Mammalian synthesis of UMP from orotate: The regulation of and conformers of Complex U

Abstract

Complex U contains two enzyme activities, namely, orotate phosphoribosyltransferase and orotidylate decarboxylase, which convert orotate to UMP. These two activities copurify in a 300-fold purification from Ehrlich ascites cells, as studied in this laboratory, and in purified preparation studied in other laboratories from other tissues. We have discussed: 1) How OMP is channeled by Complex U so that it is not readily released into solution after it is formed from orotate and phosphoribosyl pyrophosphate.
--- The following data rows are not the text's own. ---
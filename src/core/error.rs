//! Rejection taxonomy.
//!
//! Every illegal action is answered with a `Rejection`: a stable kind
//! for the caller to branch on plus a human-readable message for the
//! UI. Rejections are returned, never panicked, and carry zero state
//! mutation; the engine validates fully before it executes.

use serde::{Deserialize, Serialize};
use thiserror::Error;

use super::player::PlayerId;

/// Stable rejection category, surfaced on the wire as `kind`.
#[derive(Clone, Copy, Debug, PartialEq, Eq, Hash, Serialize, Deserialize)]
pub enum RejectionKind {
    NotYourTurn,
    TargetNotFound,
    InvalidCapture,
    InvalidBuild,
    InvalidTrail,
    StagingViolation,
    MalformedAction,
}

/// Why an action was refused.
#[derive(Clone, Debug, PartialEq, Eq, Error)]
pub enum Rejection {
    /// Acting player is not the current player.
    #[error("it is {expected}'s turn")]
    NotYourTurn { expected: PlayerId },

    /// A referenced card, build, or stack is absent from its claimed
    /// location.
    #[error("{what} not found")]
    TargetNotFound { what: String },

    /// Value mismatch, or a capture-forcing violation.
    #[error("invalid capture: {reason}")]
    InvalidCapture { reason: String },

    /// Out-of-range value, missing capturing card, ownership or size
    /// limit violation, or a duplicate build value.
    #[error("invalid build: {reason}")]
    InvalidBuild { reason: String },

    /// A capture was available, or the active-build restriction was
    /// violated.
    #[error("invalid trail: {reason}")]
    InvalidTrail { reason: String },

    /// Staging rule violation: second simultaneous stack, bad source,
    /// size cap, or an unfinalizable combination.
    #[error("staging violation: {reason}")]
    StagingViolation { reason: String },

    /// Structurally invalid payload.
    #[error("malformed action: {reason}")]
    MalformedAction { reason: String },
}

impl Rejection {
    /// The stable category of this rejection.
    #[must_use]
    pub fn kind(&self) -> RejectionKind {
        match self {
            Rejection::NotYourTurn { .. } => RejectionKind::NotYourTurn,
            Rejection::TargetNotFound { .. } => RejectionKind::TargetNotFound,
            Rejection::InvalidCapture { .. } => RejectionKind::InvalidCapture,
            Rejection::InvalidBuild { .. } => RejectionKind::InvalidBuild,
            Rejection::InvalidTrail { .. } => RejectionKind::InvalidTrail,
            Rejection::StagingViolation { .. } => RejectionKind::StagingViolation,
            Rejection::MalformedAction { .. } => RejectionKind::MalformedAction,
        }
    }

    /// Wire form `{ kind, message }` for the transport layer.
    #[must_use]
    pub fn to_wire(&self) -> RejectionWire {
        RejectionWire {
            kind: self.kind(),
            message: self.to_string(),
        }
    }

    // Constructors used throughout validation; they keep call sites
    // down to one line.

    pub(crate) fn target_not_found(what: impl Into<String>) -> Self {
        Rejection::TargetNotFound { what: what.into() }
    }

    pub(crate) fn invalid_capture(reason: impl Into<String>) -> Self {
        Rejection::InvalidCapture {
            reason: reason.into(),
        }
    }

    pub(crate) fn invalid_build(reason: impl Into<String>) -> Self {
        Rejection::InvalidBuild {
            reason: reason.into(),
        }
    }

    pub(crate) fn invalid_trail(reason: impl Into<String>) -> Self {
        Rejection::InvalidTrail {
            reason: reason.into(),
        }
    }

    pub(crate) fn staging(reason: impl Into<String>) -> Self {
        Rejection::StagingViolation {
            reason: reason.into(),
        }
    }

    pub(crate) fn malformed(reason: impl Into<String>) -> Self {
        Rejection::MalformedAction {
            reason: reason.into(),
        }
    }
}

/// Serialized rejection response.
#[derive(Clone, Debug, PartialEq, Eq, Serialize, Deserialize)]
pub struct RejectionWire {
    pub kind: RejectionKind,
    pub message: String,
}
This channeling makes it important to test inhibitors of the decarboxylase of the complex at low OMP concentrations. 2) The sedimentation characteristics of Complex U are a function of the solvent. Five conformer sizes, namely, 3.8, 4.45, 4.8, 5.1 and 5.5 S are seen. These conformers are related to the kinetic effects of substrates, products or inhibitors on one or the other of the two enzymatic centers of Complex U. It is suggested that the 4.8 S conformer might be expected to exist in the cytosol, in vivo. A major problem that remains to be resolved is whether the two enzyme activities reside on separable polypeptide chains or whether Complex U is a multifunctional protein so that the two enzymatically active centers reside on a singly polypeptide chain.